▶ Exercise description
Determine how many lines of the material hold the string "Path" and reply with only that number.

### Data listing

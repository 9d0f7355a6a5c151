//! Notification handlers.

use axum::{
    Json,
    extract::{Path, State},
};
use lasu_mart_core::NotificationId;
use serde_json::{Value, json};

use crate::db::NotificationRepository;
use crate::error::Result;
use crate::middleware::RequireAuth;
use crate::models::Notification;
use crate::state::AppState;

/// GET /notifications
pub async fn list(
    State(state): State<AppState>,
    RequireAuth(user): RequireAuth,
) -> Result<Json<Vec<Notification>>> {
    let notifications = NotificationRepository::new(state.pool())
        .list(&user.uid)
        .await?;
    Ok(Json(notifications))
}

/// Mark one notification read.
///
/// POST /notifications/{id}
pub async fn mark_read(
    State(state): State<AppState>,
    RequireAuth(user): RequireAuth,
    Path(id): Path<NotificationId>,
) -> Result<Json<Value>> {
    NotificationRepository::new(state.pool())
        .mark_read(&user.uid, id)
        .await?;
    Ok(Json(json!({ "message": "Notification marked as read" })))
}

######

▶ Result below
2